[Opening Material provided section]

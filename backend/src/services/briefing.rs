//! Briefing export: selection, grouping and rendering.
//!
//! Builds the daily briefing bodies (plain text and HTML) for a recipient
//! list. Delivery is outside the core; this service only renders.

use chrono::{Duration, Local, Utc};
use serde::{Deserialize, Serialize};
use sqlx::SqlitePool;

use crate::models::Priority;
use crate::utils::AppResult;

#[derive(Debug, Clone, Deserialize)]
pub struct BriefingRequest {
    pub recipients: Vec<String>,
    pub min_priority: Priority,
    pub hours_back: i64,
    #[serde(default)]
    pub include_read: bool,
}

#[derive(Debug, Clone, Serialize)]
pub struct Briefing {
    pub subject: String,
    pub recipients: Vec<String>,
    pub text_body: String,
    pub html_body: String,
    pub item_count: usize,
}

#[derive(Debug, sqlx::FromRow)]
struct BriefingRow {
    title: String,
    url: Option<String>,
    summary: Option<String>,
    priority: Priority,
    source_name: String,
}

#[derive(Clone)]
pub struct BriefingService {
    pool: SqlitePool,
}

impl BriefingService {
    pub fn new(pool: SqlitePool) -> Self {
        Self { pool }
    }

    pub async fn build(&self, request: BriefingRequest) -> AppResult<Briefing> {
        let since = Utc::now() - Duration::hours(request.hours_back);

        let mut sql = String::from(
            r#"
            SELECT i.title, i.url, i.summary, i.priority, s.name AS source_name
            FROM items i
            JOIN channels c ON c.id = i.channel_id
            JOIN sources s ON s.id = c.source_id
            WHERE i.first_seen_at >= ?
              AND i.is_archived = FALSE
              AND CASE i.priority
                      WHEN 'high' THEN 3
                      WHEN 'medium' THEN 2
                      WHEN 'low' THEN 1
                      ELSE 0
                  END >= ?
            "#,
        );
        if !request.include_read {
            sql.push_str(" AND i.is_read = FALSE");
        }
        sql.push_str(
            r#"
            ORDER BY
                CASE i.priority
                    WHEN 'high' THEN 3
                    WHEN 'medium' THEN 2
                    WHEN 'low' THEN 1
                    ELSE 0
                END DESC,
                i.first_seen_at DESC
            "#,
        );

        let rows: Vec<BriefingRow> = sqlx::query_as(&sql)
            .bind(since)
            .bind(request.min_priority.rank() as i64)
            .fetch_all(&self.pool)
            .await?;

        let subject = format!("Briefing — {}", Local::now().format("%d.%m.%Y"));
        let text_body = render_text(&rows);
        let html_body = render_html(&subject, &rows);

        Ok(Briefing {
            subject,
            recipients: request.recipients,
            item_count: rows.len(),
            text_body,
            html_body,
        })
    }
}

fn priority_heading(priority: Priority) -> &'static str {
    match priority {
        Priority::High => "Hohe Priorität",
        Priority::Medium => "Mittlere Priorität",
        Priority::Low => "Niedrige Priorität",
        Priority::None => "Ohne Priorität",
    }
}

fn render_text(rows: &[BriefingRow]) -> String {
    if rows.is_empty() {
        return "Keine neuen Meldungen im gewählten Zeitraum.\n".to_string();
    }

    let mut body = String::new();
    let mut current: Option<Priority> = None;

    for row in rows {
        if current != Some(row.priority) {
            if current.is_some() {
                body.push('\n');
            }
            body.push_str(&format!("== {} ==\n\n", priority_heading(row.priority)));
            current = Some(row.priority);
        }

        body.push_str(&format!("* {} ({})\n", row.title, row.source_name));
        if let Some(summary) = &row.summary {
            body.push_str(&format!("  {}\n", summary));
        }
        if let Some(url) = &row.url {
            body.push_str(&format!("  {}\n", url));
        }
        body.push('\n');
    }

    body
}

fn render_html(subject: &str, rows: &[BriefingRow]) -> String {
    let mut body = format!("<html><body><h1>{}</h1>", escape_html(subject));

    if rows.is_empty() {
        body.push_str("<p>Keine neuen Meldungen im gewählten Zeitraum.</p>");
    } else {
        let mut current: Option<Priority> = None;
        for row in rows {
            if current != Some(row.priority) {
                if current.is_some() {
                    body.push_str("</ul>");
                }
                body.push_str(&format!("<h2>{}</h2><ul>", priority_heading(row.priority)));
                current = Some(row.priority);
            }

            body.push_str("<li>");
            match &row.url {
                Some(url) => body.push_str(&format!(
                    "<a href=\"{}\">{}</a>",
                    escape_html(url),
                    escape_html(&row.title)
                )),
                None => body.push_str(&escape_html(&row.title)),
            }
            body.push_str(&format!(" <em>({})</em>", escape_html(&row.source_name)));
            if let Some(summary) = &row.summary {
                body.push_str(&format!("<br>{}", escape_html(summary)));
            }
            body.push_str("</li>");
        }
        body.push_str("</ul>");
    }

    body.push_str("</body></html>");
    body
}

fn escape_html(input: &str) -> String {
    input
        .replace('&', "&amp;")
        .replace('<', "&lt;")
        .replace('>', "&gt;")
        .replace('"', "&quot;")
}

[Closing Material provided section]

» **Problem statement**
Return each line of the data exactly as it was given.

» **Output for this task**
filename backend/src/services/briefing.rs
//! Briefing export: selection, grouping and rendering.
//!
//! Builds the daily briefing bodies (plain text and HTML) for a recipient
//! list. Delivery is outside the core; this service only renders.

use chrono::{Duration, Local, Utc};
use serde::{Deserialize, Serialize};
use sqlx::SqlitePool;

use crate::models::Priority;
use crate::utils::AppResult;

#[derive(Debug, Clone, Deserialize)]
pub struct BriefingRequest {
    pub recipients: Vec<String>,
    pub min_priority: Priority,
    pub hours_back: i64,
    #[serde(default)]
    pub include_read: bool,
}

#[derive(Debug, Clone, Serialize)]
pub struct Briefing {
    pub subject: String,
    pub recipients: Vec<String>,
    pub text_body: String,
    pub html_body: String,
    pub item_count: usize,
}

#[derive(Debug, sqlx::FromRow)]
struct BriefingRow {
    title: String,
    url: Option<String>,
    summary: Option<String>,
    priority: Priority,
    source_name: String,
}

#[derive(Clone)]
pub struct BriefingService {
    pool: SqlitePool,
}

impl BriefingService {
    pub fn new(pool: SqlitePool) -> Self {
        Self { pool }
    }

    pub async fn build(&self, request: BriefingRequest) -> AppResult<Briefing> {
        let since = Utc::now() - Duration::hours(request.hours_back);

        let mut sql = String::from(
            r#"
            SELECT i.title, i.url, i.summary, i.priority, s.name AS source_name
            FROM items i
            JOIN channels c ON c.id = i.channel_id
            JOIN sources s ON s.id = c.source_id
            WHERE i.first_seen_at >= ?
              AND i.is_archived = FALSE
              AND CASE i.priority
                      WHEN 'high' THEN 3
                      WHEN 'medium' THEN 2
                      WHEN 'low' THEN 1
                      ELSE 0
                  END >= ?
            "#,
        );
        if !request.include_read {
            sql.push_str(" AND i.is_read = FALSE");
        }
        sql.push_str(
            r#"
            ORDER BY
                CASE i.priority
                    WHEN 'high' THEN 3
                    WHEN 'medium' THEN 2
                    WHEN 'low' THEN 1
                    ELSE 0
                END DESC,
                i.first_seen_at DESC
            "#,
        );

        let rows: Vec<BriefingRow> = sqlx::query_as(&sql)
            .bind(since)
            .bind(request.min_priority.rank() as i64)
            .fetch_all(&self.pool)
            .await?;

        let subject = format!("Briefing — {}", Local::now().format("%d.%m.%Y"));
        let text_body = render_text(&rows);
        let html_body = render_html(&subject, &rows);

        Ok(Briefing {
            subject,
            recipients: request.recipients,
            item_count: rows.len(),
            text_body,
            html_body,
        })
    }
}

fn priority_heading(priority: Priority) -> &'static str {
    match priority {
        Priority::High => "Hohe Priorität",
        Priority::Medium => "Mittlere Priorität",
        Priority::Low => "Niedrige Priorität",
        Priority::None => "Ohne Priorität",
    }
}

fn render_text(rows: &[BriefingRow]) -> String {
    if rows.is_empty() {
        return "Keine neuen Meldungen im gewählten Zeitraum.\n".to_string();
    }

    let mut body = String::new();
    let mut current: Option<Priority> = None;

    for row in rows {
        if current != Some(row.priority) {
            if current.is_some() {
                body.push('\n');
            }
            body.push_str(&format!("== {} ==\n\n", priority_heading(row.priority)));
            current = Some(row.priority);
        }

        body.push_str(&format!("* {} ({})\n", row.title, row.source_name));
        if let Some(summary) = &row.summary {
            body.push_str(&format!("  {}\n", summary));
        }
        if let Some(url) = &row.url {
            body.push_str(&format!("  {}\n", url));
        }
        body.push('\n');
    }

    body
}

fn render_html(subject: &str, rows: &[BriefingRow]) -> String {
    let mut body = format!("<html><body><h1>{}</h1>", escape_html(subject));

    if rows.is_empty() {
        body.push_str("<p>Keine neuen Meldungen im gewählten Zeitraum.</p>");
    } else {
        let mut current: Option<Priority> = None;
        for row in rows {
            if current != Some(row.priority) {
                if current.is_some() {
                    body.push_str("</ul>");
                }
                body.push_str(&format!("<h2>{}</h2><ul>", priority_heading(row.priority)));
                current = Some(row.priority);
            }

            body.push_str("<li>");
            match &row.url {
                Some(url) => body.push_str(&format!(
                    "<a href=\"{}\">{}</a>",
                    escape_html(url),
                    escape_html(&row.title)
                )),
                None => body.push_str(&escape_html(&row.title)),
            }
            body.push_str(&format!(" <em>({})</em>", escape_html(&row.source_name)));
            if let Some(summary) = &row.summary {
                body.push_str(&format!("<br>{}", escape_html(summary)));
            }
            body.push_str("</li>");
        }
        body.push_str("</ul>");
    }

    body.push_str("</body></html>");
    body
}

fn escape_html(input: &str) -> String {
    input
        .replace('&', "&amp;")
        .replace('<', "&lt;")
        .replace('>', "&gt;")
        .replace('"', "&quot;")
}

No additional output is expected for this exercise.